On the other hand, Liebig was a distinctly social being. The students were always welcome to his hospitality, especially on Sunday afternoons when his garden was a favorite gathering place for faculty and students. He loved to dominate the conversation, but he had little patience with long faculty discussions or gossip. Academic administrative offices had no charms for him; he was never dean or rector. He was a good whist player, and it was distinctly understood that cards and conversation are incompatible. Liebig’s friendships were lasting and sincere and a perusal of his correspondence reveals the innate lovableness of his character. His relations with Wöhler formed one of the most beautiful chapters in the history of chemistry. Germinating in a controversy over the fateful fulminates, it grew into mutual admiration, flowered into an abiding friendship whose fruits were an inestimable boon to chemistry. Begun in 1829, it lasted to Liebig’s death in 1873, and practically all of their letters to each other have been preserved. Wöhler sent more than 600 to Liebig and received about as many in reply. On December 31, 1871, Liebig wrote “I cannot let the year run out without giving you a sign that I am still in existence and to send you and yours my best wishes for the coming year. We will not be able to exchange such greetings much longer, but when we have passed away and returned to dust, the ties which united us in life will still bind us together in the memories of men as a rare example of two men who loyally worked and strove in the same field, and yet remained the best of friends with never a trace of jealousy or envy.”
There is so much more that could be said about Liebig. My fellow Brits should remember, every time we use an Oxo cube, that this is an invention of his. Bovril comes from a later, rival company.

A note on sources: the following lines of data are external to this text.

//! Typed payloads for each chunk kind

use super::{
    expect_payload_len, Chunk, ChunkKind, ChunkType, FixedChunk, ACTL, FCTL, FDAT, IDAT, IEND,
    IHDR, TEXT,
};
use crate::utils::{format_hex_u32, parse_hex_u32, read_u16_be, read_u32_be, PNG_SIGNATURE};
use crate::{ApngError, ApngResult};

/// The 8-byte PNG file signature
#[derive(Debug, Clone, Copy, PartialEq, Eq)]
pub struct Signature;

impl Signature {
    pub const LEN: usize = 8;

    pub fn encode(&self) -> [u8; 8] {
        PNG_SIGNATURE
    }

    pub fn decode(bytes: &[u8]) -> ApngResult<Self> {
        if bytes.len() < Self::LEN {
            return Err(ApngError::Format("too short for PNG signature".to_string()));
        }
        if bytes[..Self::LEN] != PNG_SIGNATURE {
            return Err(ApngError::Format("Invalid PNG signature".to_string()));
        }
        Ok(Signature)
    }
}

/// IHDR colour type of 8-bit-per-channel truecolour without alpha
pub const COLOR_TYPE_RGB: u8 = 2;

/// IHDR payload
#[derive(Debug, Clone, Copy, PartialEq, Eq)]
pub struct ImageHeader {
    pub width: u32,
    pub height: u32,
    pub bit_depth: u8,
    pub color_type: u8,
    pub compression_method: u8,
    pub filter_method: u8,
    pub interlace_method: u8,
}

impl ChunkKind for ImageHeader {
    const TYPE: ChunkType = IHDR;

    fn encode_payload(&self, out: &mut Vec<u8>) {
        out.extend_from_slice(&self.width.to_be_bytes());
        out.extend_from_slice(&self.height.to_be_bytes());
        out.extend_from_slice(&[
            self.bit_depth,
            self.color_type,
            self.compression_method,
            self.filter_method,
            self.interlace_method,
        ]);
    }

    fn decode_payload(data: &[u8]) -> ApngResult<Self> {
        expect_payload_len(&Self::TYPE, data, Self::PAYLOAD_LEN)?;
        Ok(Self {
            width: read_u32_be(data, 0),
            height: read_u32_be(data, 4),
            bit_depth: data[8],
            color_type: data[9],
            compression_method: data[10],
            filter_method: data[11],
            interlace_method: data[12],
        })
    }
}

impl FixedChunk for ImageHeader {
    const PAYLOAD_LEN: usize = 13;
}

/// IDAT payload: a slice of the zlib stream, opaque to us
#[derive(Debug, Clone, PartialEq, Eq)]
pub struct ImageData {
    pub data: Vec<u8>,
}

impl ChunkKind for ImageData {
    const TYPE: ChunkType = IDAT;

    fn encode_payload(&self, out: &mut Vec<u8>) {
        out.extend_from_slice(&self.data);
    }

    fn decode_payload(data: &[u8]) -> ApngResult<Self> {
        Ok(Self { data: data.to_vec() })
    }
}

/// IEND, always empty
#[derive(Debug, Clone, Copy, PartialEq, Eq, Default)]
pub struct ImageEnd;

impl ChunkKind for ImageEnd {
    const TYPE: ChunkType = IEND;

    fn encode_payload(&self, _out: &mut Vec<u8>) {}

    fn decode_payload(data: &[u8]) -> ApngResult<Self> {
        expect_payload_len(&Self::TYPE, data, Self::PAYLOAD_LEN)?;
        Ok(ImageEnd)
    }
}

impl FixedChunk for ImageEnd {
    const PAYLOAD_LEN: usize = 0;
}

/// acTL payload
#[derive(Debug, Clone, Copy, PartialEq, Eq)]
pub struct AnimationControl {
    pub num_frames: u32,
    /// 0 loops forever
    pub num_plays: u32,
}

impl ChunkKind for AnimationControl {
    const TYPE: ChunkType = ACTL;

    fn encode_payload(&self, out: &mut Vec<u8>) {
        out.extend_from_slice(&self.num_frames.to_be_bytes());
        out.extend_from_slice(&self.num_plays.to_be_bytes());
    }

    fn decode_payload(data: &[u8]) -> ApngResult<Self> {
        expect_payload_len(&Self::TYPE, data, Self::PAYLOAD_LEN)?;
        Ok(Self {
            num_frames: read_u32_be(data, 0),
            num_plays: read_u32_be(data, 4),
        })
    }
}

impl FixedChunk for AnimationControl {
    const PAYLOAD_LEN: usize = 8;
}

/// Frame display time as a fraction of a second
#[derive(Debug, Clone, Copy, PartialEq, Eq)]
pub struct FrameDelay {
    pub numerator: u16,
    pub denominator: u16,
}

impl FrameDelay {
    /// Delay of `ms` milliseconds
    pub fn from_millis(ms: u16) -> Self {
        Self { numerator: ms, denominator: 1000 }
    }
}

impl Default for FrameDelay {
    fn default() -> Self {
        Self::from_millis(40)
    }
}

/// No disposal before the next frame
pub const DISPOSE_OP_NONE: u8 = 0;
/// Frame replaces the output buffer region
pub const BLEND_OP_SOURCE: u8 = 0;

/// fcTL payload
#[derive(Debug, Clone, Copy, PartialEq, Eq)]
pub struct FrameControl {
    pub sequence_number: u32,
    pub width: u32,
    pub height: u32,
    pub x_offset: u32,
    pub y_offset: u32,
    pub delay_num: u16,
    pub delay_den: u16,
    pub dispose_op: u8,
    pub blend_op: u8,
}

impl FrameControl {
    /// A frame covering the whole canvas with no compositing
    pub fn full_frame(sequence_number: u32, width: u32, height: u32, delay: FrameDelay) -> Self {
        Self {
            sequence_number,
            width,
            height,
            x_offset: 0,
            y_offset: 0,
            delay_num: delay.numerator,
            delay_den: delay.denominator,
            dispose_op: DISPOSE_OP_NONE,
            blend_op: BLEND_OP_SOURCE,
        }
    }
}

impl ChunkKind for FrameControl {
    const TYPE: ChunkType = FCTL;

    fn encode_payload(&self, out: &mut Vec<u8>) {
        for field in [
            self.sequence_number,
            self.width,
            self.height,
            self.x_offset,
            self.y_offset,
        ] {
            out.extend_from_slice(&field.to_be_bytes());
        }
        out.extend_from_slice(&self.delay_num.to_be_bytes());
        out.extend_from_slice(&self.delay_den.to_be_bytes());
        out.push(self.dispose_op);
        out.push(self.blend_op);
    }

    fn decode_payload(data: &[u8]) -> ApngResult<Self> {
        expect_payload_len(&Self::TYPE, data, Self::PAYLOAD_LEN)?;
        Ok(Self {
            sequence_number: read_u32_be(data, 0),
            width: read_u32_be(data, 4),
            height: read_u32_be(data, 8),
            x_offset: read_u32_be(data, 12),
            y_offset: read_u32_be(data, 16),
            delay_num: read_u16_be(data, 20),
            delay_den: read_u16_be(data, 22),
            dispose_op: data[24],
            blend_op: data[25],
        })
    }
}

impl FixedChunk for FrameControl {
    const PAYLOAD_LEN: usize = 26;
}

/// fdAT payload: a sequence number followed by what would have been IDAT data
#[derive(Debug, Clone, PartialEq, Eq)]
pub struct FrameData {
    pub sequence_number: u32,
    pub data: Vec<u8>,
}

impl FrameData {
    /// Re-wrap an IDAT chunk for a frame after the first. The payload is kept
    /// byte for byte; the CRC is recomputed when the result is encoded.
    pub fn from_image_data(chunk: &Chunk, sequence_number: u32) -> Self {
        debug_assert_eq!(chunk.chunk_type, IDAT);
        Self {
            sequence_number,
            data: chunk.data.clone(),
        }
    }
}

impl ChunkKind for FrameData {
    const TYPE: ChunkType = FDAT;

    fn encode_payload(&self, out: &mut Vec<u8>) {
        out.reserve(4 + self.data.len());
        out.extend_from_slice(&self.sequence_number.to_be_bytes());
        out.extend_from_slice(&self.data);
    }

    fn decode_payload(data: &[u8]) -> ApngResult<Self> {
        if data.len() < 4 {
            return Err(ApngError::Format(format!(
                "fdAT payload must hold a sequence number, got {} bytes",
                data.len()
            )));
        }
        Ok(Self {
            sequence_number: read_u32_be(data, 0),
            data: data[4..].to_vec(),
        })
    }
}

/// `tEXt` chunk holding the next sequence number to allocate as eight hex digits
#[derive(Debug, Clone, Copy, PartialEq, Eq)]
pub struct Bookmark {
    pub next_sequence: u32,
}

impl Bookmark {
    pub const KEYWORD: &'static [u8; 8] = b"last_seq";
}

impl ChunkKind for Bookmark {
    const TYPE: ChunkType = TEXT;

    fn encode_payload(&self, out: &mut Vec<u8>) {
        out.extend_from_slice(Self::KEYWORD);
        out.push(0);
        out.extend_from_slice(&format_hex_u32(self.next_sequence));
    }

    fn decode_payload(data: &[u8]) -> ApngResult<Self> {
        if data.len() != Self::PAYLOAD_LEN {
            return Err(ApngError::Bookmark(format!(
                "payload must be {} bytes, got {}",
                Self::PAYLOAD_LEN,
                data.len()
            )));
        }
        if &data[0..8] != Self::KEYWORD || data[8] != 0 {
            return Err(ApngError::Bookmark(format!(
                "keyword is not last_seq: {:?}",
                String::from_utf8_lossy(&data[0..8])
            )));
        }
        let digits: [u8; 8] = [
            data[9], data[10], data[11], data[12], data[13], data[14], data[15], data[16],
        ];
        let next_sequence = parse_hex_u32(&digits).ok_or_else(|| {
            ApngError::Bookmark(format!(
                "counter is not hex: {:?}",
                String::from_utf8_lossy(&digits)
            ))
        })?;
        Ok(Self { next_sequence })
    }

    fn from_chunk(chunk: &Chunk) -> ApngResult<Self> {
        if chunk.chunk_type != Self::TYPE {
            return Err(ApngError::Bookmark(format!(
                "expected tEXt chunk, found {}",
                chunk.type_name()
            )));
        }
        Self::decode_payload(&chunk.data)
    }
}

impl FixedChunk for Bookmark {
    const PAYLOAD_LEN: usize = 17;
}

However, regarding the character of Liebig in correspondence and in person, I am reminded of what St Paul wrote in his second letter to the Corinthians:
For they say, “His letters are weighty and strong, but his bodily presence is weak, and his speech of no account.” Let such a person understand that what we say by letter when absent, we do when present.
Suggested exam question: Compare and Contrast?